Oinos.—Oui, cher Agathos.
Agathos.—Et pendant que je te parlais ainsi, n'as-tu pas sentit ton esprit traversé par quelque pensée relative à la puissance matérielle des paroles? Chaque parole n'est-elle pas un mouvement créé dans l'air?
Oinos.—Mais pourquoi pleures-tu, Agathos?—et pourquoi, oh! pourquoi tes ailes faiblissent-elles pendant que nous planons au-dessus de cette belle étoile,—la plus verdoyante et cependant la plus terrible de toutes celles que nous avons rencontrées dans notre vol? Ses brillantes fleurs semblent un rêve féerique,—mais ses volcans farouches rappellent les passions d'un cœur tumultueux.
Agathos.—Ils ne semblent pas, ils sont! ils sont rêves et passions! Cette étrange étoile,—il y a de cela trois siècles,—c'est moi qui, les mains crispées et les yeux ruisselants,—aux pieds de ma bien-aimée,—l'ai proférée à la vie avec quelques phrases passionnées. Ses brillantes fleurs sont les plus chers de tous les rêves non réalisés, et ses volcans forcenés sont les passions du plus tumultueux et du plus insulté des cœurs!

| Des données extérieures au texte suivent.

//! Product detail command.

use anyhow::{bail, Result};
use serde_json::json;
use storefront_commerce::catalog::CatalogProvider;
use storefront_commerce::routes::Route;
use storefront_commerce::{CommerceError, ProductId};

use super::ProductArgs;
use crate::context::Context;
use crate::output::{badges, price_label};

const RELATED_COUNT: usize = 4;

/// Run the product command.
pub fn run(args: ProductArgs, ctx: &Context) -> Result<()> {
    let Some(id) = parse_product_ref(&args.id) else {
        bail!("Not a product id or product path: {}", args.id);
    };

    let catalog = ctx.catalog()?;
    let product = match catalog.find(id) {
        Ok(product) => product,
        Err(CommerceError::ProductNotFound(_)) => {
            // Missing products render an inline notice rather than failing.
            if ctx.output.is_json() {
                ctx.output.json(&json!({ "id": id, "found": false }));
            } else {
                ctx.output.warn("Product not found.");
            }
            return Ok(());
        }
        Err(e) => return Err(e.into()),
    };

    let related: Vec<_> = catalog
        .in_category(product.category)
        .into_iter()
        .filter(|p| p.product_type == product.product_type && p.id != product.id)
        .take(RELATED_COUNT)
        .collect();

    if ctx.output.is_json() {
        ctx.output.json(&json!({
            "product": product,
            "effective_price": product.effective_price(),
            "path": Route::ProductDetail(product.id).path(),
            "related": related,
        }));
        return Ok(());
    }

    ctx.output.header(&product.name);
    ctx.output.kv("Path", &Route::ProductDetail(product.id).path());
    ctx.output.kv(
        "Category",
        &format!("{} / {}", product.category, product.product_type),
    );
    ctx.output.kv("Brand", &product.brand);
    ctx.output.kv("Price", &price_label(product));
    if product.has_discount() {
        ctx.output.kv("You save", &product.savings().display());
    }
    ctx.output.kv("Rating", &product.rating.to_string());
    ctx.output.kv("Stock", &product.stock.to_string());
    ctx.output.kv("Listed", &product.created_at.format("%Y-%m-%d").to_string());
    let tags = badges(product);
    if !tags.is_empty() {
        ctx.output.kv("Badges", &tags);
    }
    println!();
    println!("  {}", product.description);
    ctx.output.debug(&format!("Image: {}", product.image_url));

    if !related.is_empty() {
        ctx.output.header(&format!("More {}", product.product_type));
        ctx.output.product_header();
        for p in related {
            ctx.output.product_row(p);
        }
    }

    Ok(())
}

/// Accept a bare id (`42`) or a product page path (`/products/42`).
fn parse_product_ref(raw: &str) -> Option<ProductId> {
    if let Ok(id) = raw.parse::<ProductId>() {
        return Some(id);
    }
    match Route::parse(raw)? {
        Route::ProductDetail(id) => Some(id),
        _ => None,
    }
}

[COLLOQUE ENTRE MONOS ET UNA]
Choses futures.
Sophocle—Antigone.
Una.—Ressuscité?
Monos.—Oui, très-belle et très-adorée Una, ressuscité. Tel était le mot sur le sens mystique duquel j'avais si longtemps médité, repoussant les explications de la prêtraille jusqu'à tant que la mort elle-même vînt résoudre l'énigme pour moi.